Assignment: Check every line of the entries for the string "looking" and return the ones that contain it.

(Collected data)

──────────────────────────────

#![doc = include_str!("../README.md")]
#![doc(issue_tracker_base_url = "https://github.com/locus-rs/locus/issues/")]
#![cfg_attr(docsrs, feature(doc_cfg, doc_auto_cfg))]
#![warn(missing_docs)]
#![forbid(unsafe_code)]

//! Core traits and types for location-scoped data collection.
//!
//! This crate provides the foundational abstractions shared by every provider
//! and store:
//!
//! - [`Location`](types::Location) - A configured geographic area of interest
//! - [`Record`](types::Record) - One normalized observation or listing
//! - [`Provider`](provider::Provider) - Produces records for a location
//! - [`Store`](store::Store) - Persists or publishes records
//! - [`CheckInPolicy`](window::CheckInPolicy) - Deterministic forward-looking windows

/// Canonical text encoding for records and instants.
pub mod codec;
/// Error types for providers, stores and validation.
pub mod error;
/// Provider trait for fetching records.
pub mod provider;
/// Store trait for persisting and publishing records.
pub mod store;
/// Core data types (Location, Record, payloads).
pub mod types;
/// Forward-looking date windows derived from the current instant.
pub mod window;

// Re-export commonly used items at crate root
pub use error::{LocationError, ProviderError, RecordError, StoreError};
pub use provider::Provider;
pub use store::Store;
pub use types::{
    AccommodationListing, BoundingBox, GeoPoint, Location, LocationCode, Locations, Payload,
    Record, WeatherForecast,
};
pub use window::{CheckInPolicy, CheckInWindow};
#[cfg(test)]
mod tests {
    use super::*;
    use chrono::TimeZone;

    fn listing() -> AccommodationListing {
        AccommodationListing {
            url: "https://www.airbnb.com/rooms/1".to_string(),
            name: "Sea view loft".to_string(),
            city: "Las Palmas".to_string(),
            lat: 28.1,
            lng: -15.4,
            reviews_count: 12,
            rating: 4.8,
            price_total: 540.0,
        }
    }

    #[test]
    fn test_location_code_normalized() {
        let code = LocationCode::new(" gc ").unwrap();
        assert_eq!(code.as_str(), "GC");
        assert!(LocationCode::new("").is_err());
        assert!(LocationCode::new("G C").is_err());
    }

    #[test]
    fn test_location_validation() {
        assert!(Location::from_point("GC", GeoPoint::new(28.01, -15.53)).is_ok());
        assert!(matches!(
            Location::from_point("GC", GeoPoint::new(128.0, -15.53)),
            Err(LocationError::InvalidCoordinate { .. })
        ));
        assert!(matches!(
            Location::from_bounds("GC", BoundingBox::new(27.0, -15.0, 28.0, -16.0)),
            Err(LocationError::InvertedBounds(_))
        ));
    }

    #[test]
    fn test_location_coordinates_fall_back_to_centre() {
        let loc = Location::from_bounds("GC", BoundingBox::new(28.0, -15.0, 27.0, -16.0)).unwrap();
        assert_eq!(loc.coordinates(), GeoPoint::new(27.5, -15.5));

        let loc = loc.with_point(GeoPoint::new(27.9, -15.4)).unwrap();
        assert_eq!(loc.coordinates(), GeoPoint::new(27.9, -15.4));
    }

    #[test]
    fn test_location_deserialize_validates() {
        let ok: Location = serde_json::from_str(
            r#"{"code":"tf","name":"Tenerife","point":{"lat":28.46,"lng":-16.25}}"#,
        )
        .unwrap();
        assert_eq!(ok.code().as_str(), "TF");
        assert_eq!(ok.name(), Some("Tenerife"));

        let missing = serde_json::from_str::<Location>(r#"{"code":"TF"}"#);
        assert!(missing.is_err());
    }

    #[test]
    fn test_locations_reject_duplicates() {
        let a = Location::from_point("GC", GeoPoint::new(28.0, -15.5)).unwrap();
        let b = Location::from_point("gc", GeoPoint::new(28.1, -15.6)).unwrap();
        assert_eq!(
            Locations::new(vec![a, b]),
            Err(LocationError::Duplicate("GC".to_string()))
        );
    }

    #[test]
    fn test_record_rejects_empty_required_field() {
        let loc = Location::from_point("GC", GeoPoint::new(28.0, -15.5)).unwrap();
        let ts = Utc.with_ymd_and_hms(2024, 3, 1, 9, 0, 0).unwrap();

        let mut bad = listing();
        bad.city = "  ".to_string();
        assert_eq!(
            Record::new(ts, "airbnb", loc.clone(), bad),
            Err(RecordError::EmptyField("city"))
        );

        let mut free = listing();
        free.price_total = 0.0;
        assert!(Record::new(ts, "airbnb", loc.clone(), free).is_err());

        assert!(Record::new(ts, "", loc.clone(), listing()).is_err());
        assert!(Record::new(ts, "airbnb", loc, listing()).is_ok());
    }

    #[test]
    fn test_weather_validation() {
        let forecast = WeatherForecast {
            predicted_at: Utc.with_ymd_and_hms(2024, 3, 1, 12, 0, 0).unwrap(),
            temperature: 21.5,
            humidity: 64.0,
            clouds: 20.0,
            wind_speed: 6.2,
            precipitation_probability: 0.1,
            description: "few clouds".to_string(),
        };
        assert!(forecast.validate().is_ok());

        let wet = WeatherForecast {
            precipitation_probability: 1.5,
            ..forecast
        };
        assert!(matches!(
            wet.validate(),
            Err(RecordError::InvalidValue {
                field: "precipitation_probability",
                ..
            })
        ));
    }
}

──────────────────────────────

Answer to this task:
//! - [`CheckInPolicy`](window::CheckInPolicy) - Deterministic forward-looking windows
/// Forward-looking date windows derived from the current instant.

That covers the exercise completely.